Early to bed and early to rise is a bad rule for any who wishes to become acquainted with our most prominent and influential people.
George Ade, "The Modern Fable of the Old Fox and the Young Fox," 1902
By the early 1900s, Ade had become financially successful and began sending his substantial earnings home to his father’s bank to prove to the town that college hadn’t been a waste of time after all. Ade trusted his brother William's investment skills and eventually ended up owning 2,400 acres of productive farmland in the Newton County area. In 1902, one of William’s purchases was 417 acres near Brook, Indiana (15 miles north of Kentland). Ade became attached to the grove of trees alongside the Iroquois River and envisioned a summer cottage where he could escape the ever increasing pressures of fame. With the help of a Chicago architect, his ideal cottage grew and eventually expanded into an estate with landscaped gardens, a pool, pool house, garage, greenhouse, barns, outbuildings, and a caretaker's house. In 1910, Ade added a golf course and country club. Ade christened the estate "Hazelden
", a paternal family name. Over the years, Hazelden became the site of numerous political rallies
, formal gatherings, actor retreats, golf tournaments, and Ade's famous annual party for local children. In 1904, when construction on Hazelden was completed, Ade moved in and wrote his next play, The College Widow, in three weeks.

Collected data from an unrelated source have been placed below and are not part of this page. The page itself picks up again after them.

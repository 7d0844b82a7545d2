use std::io;
use std::path::{Path, PathBuf};
use std::time::{Duration, Instant};

use async_trait::async_trait;
use common::{CycleStats, ProcessingOutcome, TrackCandidate};
use tracing::{debug, info, warn};
use walkdir::WalkDir;

use crate::fallback::{self, FallbackReason};
use crate::marker;
use crate::settings::CycleSettings;
use crate::{Clock, Pipeline};

pub fn scan_folder(folder: &Path) -> io::Result<Vec<TrackCandidate>> {
    let mut candidates = Vec::new();
    for entry in WalkDir::new(folder)
        .min_depth(1)
        .max_depth(1)
        .sort_by_file_name()
    {
        let entry = entry?;
        if !entry.file_type().is_file() {
            continue;
        }
        if let Some(candidate) = TrackCandidate::from_path(entry.into_path()) {
            candidates.push(candidate);
        }
    }
    Ok(candidates)
}

pub fn estimated_hours_remaining(total: usize, max_per_cycle: usize, interval: Duration) -> f64 {
    if max_per_cycle == 0 {
        return 0.0;
    }
    let cycles = total.div_ceil(max_per_cycle);
    cycles as f64 * interval.as_secs_f64() / 3600.0
}

/// Interval-anchored: a slow cycle shortens the nap, it never triggers a catch-up.
pub fn sleep_duration(interval: Duration, elapsed: Duration) -> Duration {
    interval.saturating_sub(elapsed)
}

#[derive(Clone, Debug, PartialEq)]
pub struct FolderReport {
    pub folder: PathBuf,
    pub stats: CycleStats,
    pub estimated_hours_remaining: Option<f64>,
}

pub struct TokioClock;

#[async_trait]
impl Clock for TokioClock {
    fn now(&self) -> Instant {
        Instant::now()
    }

    async fn sleep(&self, duration: Duration) {
        tokio::time::sleep(duration).await;
    }
}

impl Pipeline {
    pub async fn run_folder(&self, settings: &CycleSettings, folder: &Path) -> io::Result<FolderReport> {
        let candidates = scan_folder(folder)?;
        let mut stats = CycleStats {
            total: candidates.len(),
            ..CycleStats::default()
        };
        debug!("{} candidates in {}", candidates.len(), folder.display());

        for candidate in &candidates {
            if marker::is_marked(self.tags.as_ref(), &candidate.path, &settings.marker_token) {
                debug!("Skipping marked file '{}'", candidate.file_name());
                stats.record(&ProcessingOutcome::Skipped);
                continue;
            }
            if !settings.rename_and_move_only && stats.processed >= settings.max_queue_size {
                stats.deferred += 1;
                continue;
            }

            let outcome = if settings.rename_and_move_only {
                fallback::resolve(
                    self.tags.as_ref(),
                    settings,
                    folder,
                    candidate,
                    &FallbackReason::RenameOnly,
                )
            } else {
                stats.processed += 1;
                self.identify(settings, folder, candidate).await
            };
            debug!("'{}' -> {}", candidate.file_name(), outcome.label());
            self.notify_track(&settings.notifications, &outcome).await;
            stats.record(&outcome);
        }

        if stats.deferred > 0 {
            info!(
                "Queue cap of {} reached in {}; {} files left for later",
                settings.max_queue_size,
                folder.display(),
                stats.deferred
            );
        }
        let estimated_hours_remaining = (stats.deferred > 0).then(|| {
            estimated_hours_remaining(stats.total, settings.max_queue_size, settings.check_interval)
        });
        Ok(FolderReport {
            folder: folder.to_path_buf(),
            stats,
            estimated_hours_remaining,
        })
    }

    pub async fn run_cycle(&self, settings: &CycleSettings) -> Vec<FolderReport> {
        let mut reports = Vec::with_capacity(settings.monitored_paths.len());
        for folder in &settings.monitored_paths {
            let report = match self.run_folder(settings, folder).await {
                Ok(report) => report,
                Err(err) => {
                    warn!("Failed to scan {}: {}", folder.display(), err);
                    continue;
                }
            };
            let stats = &report.stats;
            info!(
                "{}: total={} processed={} skipped={} fallback={} manual={} renamed={} failed={} deferred={}",
                folder.display(),
                stats.total,
                stats.processed,
                stats.skipped,
                stats.fallback,
                stats.fallback_manual,
                stats.renamed,
                stats.failed,
                stats.deferred
            );
            self.notify_summary(&settings.notifications, &report).await;
            reports.push(report);
        }
        reports
    }

    pub async fn run<L, E>(&self, clock: &dyn Clock, mut reload: L) -> E
    where
        L: FnMut() -> Result<CycleSettings, E>,
    {
        loop {
            let settings = match reload() {
                Ok(settings) => settings,
                Err(err) => return err,
            };
            let started = clock.now();
            self.run_cycle(&settings).await;
            let elapsed = clock.now().saturating_duration_since(started);
            let pause = sleep_duration(settings.check_interval, elapsed);
            info!("Cycle took {:.1}s; next in {:.1}s", elapsed.as_secs_f64(), pause.as_secs_f64());
            clock.sleep(pause).await;
        }
    }
}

In 1904, The College Widow
joined The County Chairman and The Sho-Gun on Broadway, making George Ade the first playwright in history to have three plays running simultaneously. The story of the high jinks revolving around the football team of the fictional Wabash College [Ade’s pseudonym for Purdue] became his most successful play. The energetic football game in the last act received rave reviews from New York critics while the colorful dialogue peppered with slang delighted playgoers. A few years later, the play went overseas to the Strand Theatre in London, where it only played for a few weeks. The British audience found the American slang confusing even with the explanatory booklet that accompanied the playbill.